Failure to Implement Timely Interventions to Prevent Facility-Acquired Pressure Ulcer
Penalty
Summary
The deficiency involves the facility’s failure to initiate timely and adequate interventions to prevent the development and progression of a pressure ulcer for Resident 27, who was identified as at risk for pressure ulcer development. The resident had multiple diagnoses including diabetes mellitus, osteoarthritis, heart failure, and muscle weakness, and had a BIMS score of five indicating severely impaired cognition. Assessments documented that the resident required extensive assistance of one to two staff for bed mobility, personal hygiene, dressing, repositioning, and transfers, and that she had a urinary catheter for constant urinary retention and incontinence.

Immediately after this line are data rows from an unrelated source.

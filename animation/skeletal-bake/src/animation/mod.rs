//! Skeletal animation baking
//!
//! This module turns sparse per-node keyframe tracks into dense per-frame
//! bone matrix tables:
//! - Channel extraction from importer tracks
//! - Keyframe interpolation (linear for translation and scale, slerp for rotation)
//! - Node hierarchy composition into skinning matrices
//! - Whole-clip assembly at a fixed output rate
//!
//! # Example
//!
//! ```rust,ignore
//! use skeletal_bake::animation::bake_animation;
//! use skeletal_bake::{BakeOptions, NodeTree, Skeleton};
//!
//! let skeleton = Skeleton::from_meshes(&scene.meshes);
//! let nodes = NodeTree::from_raw(&scene.root);
//! let walk = bake_animation(&scene.animations[0], &nodes, &skeleton, &BakeOptions::default())?;
//!
//! // Matrices of frame 10, one per bone
//! let pose = walk.frame(10);
//! ```

mod assembler;
mod baker;
mod channel;
mod interpolation;
mod types;

pub use assembler::{ModelAnimation, bake_animation, frame_count};
pub use baker::HierarchyBaker;
pub use channel::{NodeAnimChannel, extract_channels};
pub use interpolation::{
    find_key_index, interpolate_rotation, interpolate_scale, interpolate_translation,
    local_transform, sample_keys, sample_rotation, sample_scale, sample_translation,
};
pub use types::{Interpolate, Key, QuatKey, VectorKey};
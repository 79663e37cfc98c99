use criterion::{BenchmarkId, Criterion, criterion_group, criterion_main};
use glam::{Mat4, Quat, Vec3};
use std::hint::black_box;
use skeletal_bake::{
    BakeOptions, NodeTree, RawAnimation, RawBone, RawMesh, RawNode, RawNodeTrack, RawQuatKey,
    RawScene, RawVectorKey, Skeleton, bake_animation,
};

/// Straight chain of `bones` joints, each animated with 30 keys
fn create_chain_scene(bones: usize) -> RawScene {
    let link = Mat4::from_translation(Vec3::Y);

    let mut node = RawNode::new(format!("joint_{}", bones - 1), link);
    for i in (0..bones - 1).rev() {
        node = RawNode::new(format!("joint_{i}"), link).with_child(node);
    }
    let root = RawNode::new("root", Mat4::IDENTITY).with_child(node);

    let mesh_bones = (0..bones)
        .map(|i| {
            RawBone::new(
                format!("joint_{i}"),
                Mat4::from_translation(Vec3::new(0.0, -(i as f32 + 1.0), 0.0)),
            )
        })
        .collect();

    let channels = (0..bones)
        .map(|i| {
            let times = (0..30).map(|k| f64::from(k) * 4.0);
            RawNodeTrack {
                node_name: format!("joint_{i}"),
                position_keys: times
                    .clone()
                    .map(|t| RawVectorKey::new(t, Vec3::Y))
                    .collect(),
                rotation_keys: times
                    .clone()
                    .map(|t| RawQuatKey::new(t, Quat::from_rotation_z((t * 0.01) as f32)))
                    .collect(),
                scaling_keys: times.map(|t| RawVectorKey::new(t, Vec3::ONE)).collect(),
            }
        })
        .collect();

    RawScene {
        root,
        meshes: vec![RawMesh::new("body", mesh_bones)],
        animations: vec![RawAnimation {
            name: "Wave".to_string(),
            duration: 120.0,
            ticks_per_second: 30.0,
            channels,
        }],
    }
}

fn bake_benchmark(c: &mut Criterion) {
    let mut group = c.benchmark_group("bake_animation");

    for bones in [16, 64, 128] {
        let scene = create_chain_scene(bones);
        let skeleton = Skeleton::from_meshes(&scene.meshes);
        let nodes = NodeTree::from_raw(&scene.root);
        let options = BakeOptions::default();

        group.bench_with_input(BenchmarkId::from_parameter(bones), &bones, |b, _| {
            b.iter(|| {
                let baked =
                    bake_animation(black_box(&scene.animations[0]), &nodes, &skeleton, &options)
                        .unwrap();
                black_box(baked.frame_count());
            })
        });
    }

    group.finish();
}

criterion_group!(benches, bake_benchmark);
criterion_main!(benches);
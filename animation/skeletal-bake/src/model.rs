//! Load-time baking of a whole imported scene

use std::sync::Arc;

use log::{debug, warn};

use crate::animation::{ModelAnimation, bake_animation};
use crate::config::BakeOptions;
use crate::error::Result;
use crate::scene::{NodeTree, RawScene};
use crate::skeleton::Skeleton;

/// Skeleton, hierarchy and baked clips of one model
///
/// Everything is immutable after [`from_scene`](Self::from_scene); the
/// skeleton and clips sit behind `Arc` so any number of playing instances
/// and threads can share them.
#[derive(Debug, Clone)]
pub struct BakedModel {
    pub skeleton: Arc<Skeleton>,
    pub nodes: NodeTree,
    pub animations: Vec<Arc<ModelAnimation>>,
}

impl BakedModel {
    /// Build the skeleton and bake every clip of the scene in order.
    ///
    /// A clip that fails to bake aborts the load, unless
    /// [`BakeOptions::skip_failed_animations`] is set, in which case it is
    /// logged and left out.
    pub fn from_scene(scene: &RawScene, options: &BakeOptions) -> Result<Self> {
        options.validate()?;

        let skeleton = Skeleton::from_meshes(&scene.meshes);
        let nodes = NodeTree::from_raw(&scene.root);

        let mut animations = Vec::with_capacity(scene.animations.len());
        for raw in &scene.animations {
            match bake_animation(raw, &nodes, &skeleton, options) {
                Ok(baked) => animations.push(Arc::new(baked)),
                Err(e) if options.skip_failed_animations && e.is_fatal_bake() => {
                    warn!("Skipping animation '{}': {}", raw.name, e);
                }
                Err(e) => return Err(e),
            }
        }

        debug!(
            "Baked model: {} nodes, {} bones, {}/{} animations",
            nodes.len(),
            skeleton.bone_count(),
            animations.len(),
            scene.animations.len()
        );

        Ok(Self {
            skeleton: Arc::new(skeleton),
            nodes,
            animations,
        })
    }

    /// Look up a baked clip by name
    pub fn animation(&self, name: &str) -> Option<&Arc<ModelAnimation>> {
        self.animations.iter().find(|a| a.name == name)
    }

    pub fn animation_count(&self) -> usize {
        self.animations.len()
    }
}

The MDS and care plans identified the resident as at risk for skin impairment, with a history of refusing to lie down to relieve pressure from the buttocks, and indicated she was on a turning/repositioning program with nutritional or hydration interventions and a pressure-reducing device in her chair. A Braden Scale score of 16 further indicated risk for pressure ulcer development. Despite these identified risks and care plan directives, the resident developed a facility-acquired Stage 2 pressure ulcer on the left buttocks. Weekly wound assessments documented the presence and progression of an open area on the left buttocks, with measurements changing over time, including a lateral opening measuring 2.0 cm by 1.0 cm and later a left inner buttocks wound measuring 3.0 cm by 2.0 cm by 0.5 cm depth, and then 2.0 cm by 3.5 cm by 0.8 cm depth. The record noted that the resident became less mobile after sustaining a left 5th metatarsal fracture requiring a walking boot, and that she was incontinent and preferred to sit in a recliner and wheelchair rather than sleep in bed. The facility’s own Wound Assessment, Prevention and Treatment policy required timely skin assessments, Braden evaluations, and immediate implementation of plans to reduce pressure ulcer risk, but the development of a facility-acquired pressure ulcer under these known risk conditions demonstrated that timely preventive interventions were not effectively implemented.